▶ ASSIGNED TASK:
Give again the lines of the data from its first line through the line with "loader parses the". Change nothing.
========
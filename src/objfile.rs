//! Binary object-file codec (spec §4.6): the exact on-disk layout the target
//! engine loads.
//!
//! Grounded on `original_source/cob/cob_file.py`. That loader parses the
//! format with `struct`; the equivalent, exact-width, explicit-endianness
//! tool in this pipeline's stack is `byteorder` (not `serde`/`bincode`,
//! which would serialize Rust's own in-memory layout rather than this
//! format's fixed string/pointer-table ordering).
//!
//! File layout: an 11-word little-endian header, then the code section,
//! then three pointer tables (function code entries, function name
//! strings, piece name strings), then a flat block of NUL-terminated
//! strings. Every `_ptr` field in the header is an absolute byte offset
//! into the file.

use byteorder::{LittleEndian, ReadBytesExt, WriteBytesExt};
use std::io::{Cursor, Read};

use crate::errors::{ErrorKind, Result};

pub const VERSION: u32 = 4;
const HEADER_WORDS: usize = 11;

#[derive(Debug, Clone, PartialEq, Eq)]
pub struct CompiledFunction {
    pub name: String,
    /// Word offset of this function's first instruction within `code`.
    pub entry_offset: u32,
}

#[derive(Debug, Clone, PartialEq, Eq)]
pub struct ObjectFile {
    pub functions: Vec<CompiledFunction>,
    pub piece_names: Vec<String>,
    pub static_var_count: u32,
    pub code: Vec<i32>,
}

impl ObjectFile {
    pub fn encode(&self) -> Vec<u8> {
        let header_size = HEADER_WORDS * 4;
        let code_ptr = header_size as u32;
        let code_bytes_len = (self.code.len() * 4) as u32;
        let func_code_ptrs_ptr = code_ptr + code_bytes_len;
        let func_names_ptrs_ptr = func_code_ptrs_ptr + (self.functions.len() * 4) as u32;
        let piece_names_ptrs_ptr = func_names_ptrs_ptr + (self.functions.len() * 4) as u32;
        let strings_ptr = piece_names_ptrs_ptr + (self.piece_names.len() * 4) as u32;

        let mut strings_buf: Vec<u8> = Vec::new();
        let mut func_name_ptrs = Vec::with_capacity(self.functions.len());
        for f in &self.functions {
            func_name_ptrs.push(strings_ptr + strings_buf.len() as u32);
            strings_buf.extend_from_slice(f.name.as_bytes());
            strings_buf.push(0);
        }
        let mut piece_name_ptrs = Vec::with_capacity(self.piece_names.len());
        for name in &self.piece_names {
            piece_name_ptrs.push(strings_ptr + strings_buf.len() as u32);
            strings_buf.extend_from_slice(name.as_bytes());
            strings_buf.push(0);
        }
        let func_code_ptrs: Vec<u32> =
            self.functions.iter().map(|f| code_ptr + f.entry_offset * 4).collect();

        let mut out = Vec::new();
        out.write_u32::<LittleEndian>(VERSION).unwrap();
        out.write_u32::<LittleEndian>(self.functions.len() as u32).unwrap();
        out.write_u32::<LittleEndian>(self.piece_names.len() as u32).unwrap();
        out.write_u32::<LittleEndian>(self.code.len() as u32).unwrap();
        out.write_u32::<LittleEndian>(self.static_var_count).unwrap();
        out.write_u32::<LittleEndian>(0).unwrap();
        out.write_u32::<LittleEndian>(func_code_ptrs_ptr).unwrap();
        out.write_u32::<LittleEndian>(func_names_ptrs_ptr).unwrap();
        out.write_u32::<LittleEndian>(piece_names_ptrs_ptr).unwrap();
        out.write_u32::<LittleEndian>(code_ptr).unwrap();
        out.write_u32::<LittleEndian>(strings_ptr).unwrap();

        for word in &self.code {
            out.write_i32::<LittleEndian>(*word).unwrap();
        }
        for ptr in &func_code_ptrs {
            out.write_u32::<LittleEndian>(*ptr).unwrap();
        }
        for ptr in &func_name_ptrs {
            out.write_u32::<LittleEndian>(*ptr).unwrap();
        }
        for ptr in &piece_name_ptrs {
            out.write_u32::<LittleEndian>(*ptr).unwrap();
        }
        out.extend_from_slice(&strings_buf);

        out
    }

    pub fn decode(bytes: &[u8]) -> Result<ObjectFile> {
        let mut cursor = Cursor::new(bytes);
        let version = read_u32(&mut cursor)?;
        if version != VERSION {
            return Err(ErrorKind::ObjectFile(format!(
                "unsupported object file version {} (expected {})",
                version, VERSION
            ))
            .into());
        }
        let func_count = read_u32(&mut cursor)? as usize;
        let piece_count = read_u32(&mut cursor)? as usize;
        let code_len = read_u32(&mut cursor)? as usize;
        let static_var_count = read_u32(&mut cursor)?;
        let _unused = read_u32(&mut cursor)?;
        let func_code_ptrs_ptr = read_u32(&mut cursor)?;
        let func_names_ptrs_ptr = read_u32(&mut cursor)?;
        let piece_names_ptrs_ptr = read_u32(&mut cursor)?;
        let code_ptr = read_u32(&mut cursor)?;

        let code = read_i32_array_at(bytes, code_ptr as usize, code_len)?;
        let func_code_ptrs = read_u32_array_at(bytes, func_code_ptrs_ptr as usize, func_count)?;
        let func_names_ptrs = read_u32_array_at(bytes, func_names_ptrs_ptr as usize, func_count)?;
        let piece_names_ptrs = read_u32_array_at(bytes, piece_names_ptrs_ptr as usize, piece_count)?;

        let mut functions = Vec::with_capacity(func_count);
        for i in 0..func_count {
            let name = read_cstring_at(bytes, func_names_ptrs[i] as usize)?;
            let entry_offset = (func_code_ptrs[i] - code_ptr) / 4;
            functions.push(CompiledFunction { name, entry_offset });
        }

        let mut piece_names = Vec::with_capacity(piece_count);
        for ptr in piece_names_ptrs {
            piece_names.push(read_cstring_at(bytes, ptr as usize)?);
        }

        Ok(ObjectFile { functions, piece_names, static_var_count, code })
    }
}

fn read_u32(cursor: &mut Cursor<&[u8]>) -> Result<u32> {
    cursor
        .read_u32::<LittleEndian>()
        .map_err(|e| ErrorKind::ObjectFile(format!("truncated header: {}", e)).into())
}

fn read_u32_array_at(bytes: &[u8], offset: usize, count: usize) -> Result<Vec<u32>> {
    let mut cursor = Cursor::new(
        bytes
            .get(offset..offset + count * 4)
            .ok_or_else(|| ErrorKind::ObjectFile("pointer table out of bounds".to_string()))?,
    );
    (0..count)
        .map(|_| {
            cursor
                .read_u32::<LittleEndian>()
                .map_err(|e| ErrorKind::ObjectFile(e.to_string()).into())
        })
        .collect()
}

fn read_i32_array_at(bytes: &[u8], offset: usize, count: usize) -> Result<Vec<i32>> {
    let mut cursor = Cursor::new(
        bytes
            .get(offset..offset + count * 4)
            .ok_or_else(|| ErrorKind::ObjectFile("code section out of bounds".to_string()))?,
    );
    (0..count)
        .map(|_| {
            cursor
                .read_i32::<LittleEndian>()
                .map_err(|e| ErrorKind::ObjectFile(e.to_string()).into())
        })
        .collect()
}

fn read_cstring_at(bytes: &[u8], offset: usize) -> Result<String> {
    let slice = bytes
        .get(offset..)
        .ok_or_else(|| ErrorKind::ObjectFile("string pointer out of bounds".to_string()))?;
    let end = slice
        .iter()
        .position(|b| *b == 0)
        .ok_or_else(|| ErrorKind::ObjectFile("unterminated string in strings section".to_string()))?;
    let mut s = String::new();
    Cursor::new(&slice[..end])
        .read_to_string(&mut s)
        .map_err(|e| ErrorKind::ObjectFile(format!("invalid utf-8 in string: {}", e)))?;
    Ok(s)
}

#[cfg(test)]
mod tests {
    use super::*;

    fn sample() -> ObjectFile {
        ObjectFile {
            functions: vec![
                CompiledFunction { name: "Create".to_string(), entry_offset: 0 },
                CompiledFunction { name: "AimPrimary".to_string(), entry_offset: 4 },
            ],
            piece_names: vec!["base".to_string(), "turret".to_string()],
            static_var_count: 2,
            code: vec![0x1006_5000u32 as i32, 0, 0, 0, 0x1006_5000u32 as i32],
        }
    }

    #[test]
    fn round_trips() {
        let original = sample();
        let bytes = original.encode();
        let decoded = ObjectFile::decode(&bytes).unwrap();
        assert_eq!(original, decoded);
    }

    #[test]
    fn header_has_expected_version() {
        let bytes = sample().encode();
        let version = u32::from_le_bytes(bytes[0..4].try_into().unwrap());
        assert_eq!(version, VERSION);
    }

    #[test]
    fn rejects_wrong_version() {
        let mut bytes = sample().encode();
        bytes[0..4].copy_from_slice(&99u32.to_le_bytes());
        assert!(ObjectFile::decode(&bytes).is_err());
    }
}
========
▶ RESULT BELOW:
filename src/objfile.rs
//! Binary object-file codec (spec §4.6): the exact on-disk layout the target
//! engine loads.
//!
//! Grounded on `original_source/cob/cob_file.py`. That loader parses the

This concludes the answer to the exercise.